- [Data for review]
=== Begin Enclosure ===

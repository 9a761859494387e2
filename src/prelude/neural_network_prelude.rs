pub use crate::neural_network::char_language_model::*;
pub use crate::neural_network::layer::recurrent_layer::*;
pub use crate::neural_network::layer::serialize_weight::*;
pub use crate::neural_network::layer::{Dense, Embedding};
pub use crate::neural_network::loss_function::*;
pub use crate::neural_network::optimizer::*;
pub use crate::neural_network::{ApplyWeights, LossFunction, Optimizer, Parameterized};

=== End Enclosure ===

- [About this task]
What is wanted is every line above, written out exactly.

- [Answer to this exercise]
repository 9a761859494387e2
filename src/prelude/neural_network_prelude.rs
pub use crate::neural_network::char_language_model::*;
pub use crate::neural_network::layer::recurrent_layer::*;
pub use crate::neural_network::layer::serialize_weight::*;
pub use crate::neural_network::layer::{Dense, Embedding};
pub use crate::neural_network::loss_function::*;
pub use crate::neural_network::optimizer::*;
pub use crate::neural_network::{ApplyWeights, LossFunction, Optimizer, Parameterized};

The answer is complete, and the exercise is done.